確かにキャロルさんの言う通りならば、俺たちはポーションなどをそろえておけば事足りるわけだ。

それに、金貨十枚という値段も人気の無さの原因かもしれない。

しかし、毎回ポーション類を購入する金額を考えたら、この治療灯の方が……。



その後も、店内をウロウロ見て回ると様々なものが陳列されていた。

姿を隠したり擬態したりできる布とか、快適な寝心地の寝袋とか。

いろいろな大きさの、無限鞄も売られていたな。


でも、俺が欲しいなと思ったのは、気配ゴーグルだろうか。

かけるだけで、近づいてくる魔物とかが表示されるってゴーグルだ。

金貨一枚と、今の俺には高い買い物だがお金を貯め購入しようと思う。




「そろそろお腹もすいてきましたし、ギルド周辺の料理屋にでも行きませんか?」


『ステータスデバイス』を出して時間を確認すると、すでにお昼を過ぎている。

みんなお腹が空いているのか、キャロルさんの提案に賛成し探索ギルドへ向かった。


探索ギルド周辺には、色々な料理屋が並んでいる。

食堂に、野菜を売る商店に肉を売る商店。

スイーツを扱うカフェや商店も並んでいた。


もちろん、お酒を売る商店や酒場も隣接している。

でもキャロルさんに言わせると、食事に関してこんなに充実している場所はこの世界では珍しいらしい。


やはり、地球と関係を持っているからなのだろうか?



「キャロルさん、あそこのお店って……」

「ええ、あれは、お弁当屋さんです。

ダンジョンに潜る前に、あそこで食事を購入する人も珍しくありません。

一番人気は、歩きながら食べられる『サンドイッチ』ですね」


いろんな具を挟めるサンドイッチが一番人気で、次がハンバーガー。

米を使ったものなら、おにぎりで中の具は昆布が人気なのだとか。


ダンジョンの中で食事をするというのも、魔物の死体が残らないダンジョンならではなのかもしれない。




▽   ▽    ▽




ダンジョン町を案内してもらった次の日、装備を整えて、俺たちは町の外にある外壁の門の前に集合していた。
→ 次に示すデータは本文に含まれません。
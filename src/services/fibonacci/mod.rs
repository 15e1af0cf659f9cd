//! Fibonacci retracement analysis.
//!
//! Level calculation and signal detection live in [`levels`], proximity
//! scoring in [`confidence`]. [`FibonacciAnalyzer`] composes the two and
//! applies the reliability gate.

pub mod confidence;
pub mod levels;

pub use confidence::ConfidenceScorer;
pub use levels::LevelCalculator;

use tracing::debug;

use crate::config::FibonacciConfig;
use crate::types::{Candle, FibonacciAnalysis};

/// Levels + confidence pipeline for a single instrument.
///
/// Signals are dropped when the confidence score is not reliable.
pub struct FibonacciAnalyzer {
    calculator: LevelCalculator,
    scorer: ConfidenceScorer,
}

impl Default for FibonacciAnalyzer {
    fn default() -> Self {
        Self::new(&FibonacciConfig::default())
    }
}

impl FibonacciAnalyzer {
    pub fn new(config: &FibonacciConfig) -> Self {
        Self {
            calculator: LevelCalculator::new(config),
            scorer: ConfidenceScorer::new(config),
        }
    }

    pub fn calculator(&self) -> &LevelCalculator {
        &self.calculator
    }

    pub fn analyze(&self, high: f64, low: f64, current_price: f64) -> FibonacciAnalysis {
        let mut levels = self.calculator.calculate(high, low, current_price);
        let score = self.scorer.score(current_price, &levels.retracements);

        if !score.reliable && !levels.signals.is_empty() {
            debug!(
                current_price,
                confidence = score.confidence,
                "dropping {} unreliable signal(s)",
                levels.signals.len()
            );
            levels.signals.clear();
        }

        FibonacciAnalysis {
            high,
            low,
            current_price,
            levels,
            confidence: score.confidence,
            reliable: score.reliable,
        }
    }
}

/// Highest high and lowest low over the last `lookback` candles.
pub fn window_range(candles: &[Candle], lookback: usize) -> Option<(f64, f64)> {
    let start = candles.len().saturating_sub(lookback);
    let window = &candles[start..];
    if window.is_empty() {
        return None;
    }

    let high = window.iter().map(|c| c.high).fold(f64::NEG_INFINITY, f64::max);
    let low = window.iter().map(|c| c.low).fold(f64::INFINITY, f64::min);
    Some((high, low))
}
高橋健太をはじめとする俺たち七人と、キャロルさんとミラさん、さらに俺たち地球人と同じような魔導銃を装備した人たちが二人と、三人の獣人にエルフと思われる美人な女性が一人集まっている。


もちろん、ここには探索ギルドのギルドマスターと職員と思われる男性が二人ついてきていた。

今回の緊急招集の事情説明のためだろう。


「ほ、本田さん!ケモミミですよケモミミ!

それに、エルフ!初めて見ました!」

「わ、分かったから長谷川君。とにかく落ち着け」


俺の隣で長谷川大輝が騒いでいるが、肝心の獣人三人とエルフの女性は先ほどからギルドマスターと何やら話し込んでいた。

たぶん、今回のゴブリンの集落のことで確認をしているのだろう。


獣人の三人は、それぞれ狼人族の男女二人と猫人族の女性一人だ。

そして、俺たちと同じ魔導銃を装備していたのは同郷の地球人だった。


「初めまして、同郷の日本人でいいのかな?

俺は、大宮剛」

「九条聡です」


そう自己紹介をしながら、俺たち七人と握手をしていく。

この二人、普段は下の階層にあるダンジョン町を拠点として活動しているそうで、今回はパーティーメンバーの獣人三人とこっちに応援に来たそうだ。


俺たちより先にこのダンジョンで戦う先輩といったところか。

パッと見て、装備している魔導銃も服装も違うし今後の参考にさせてもらおうかな。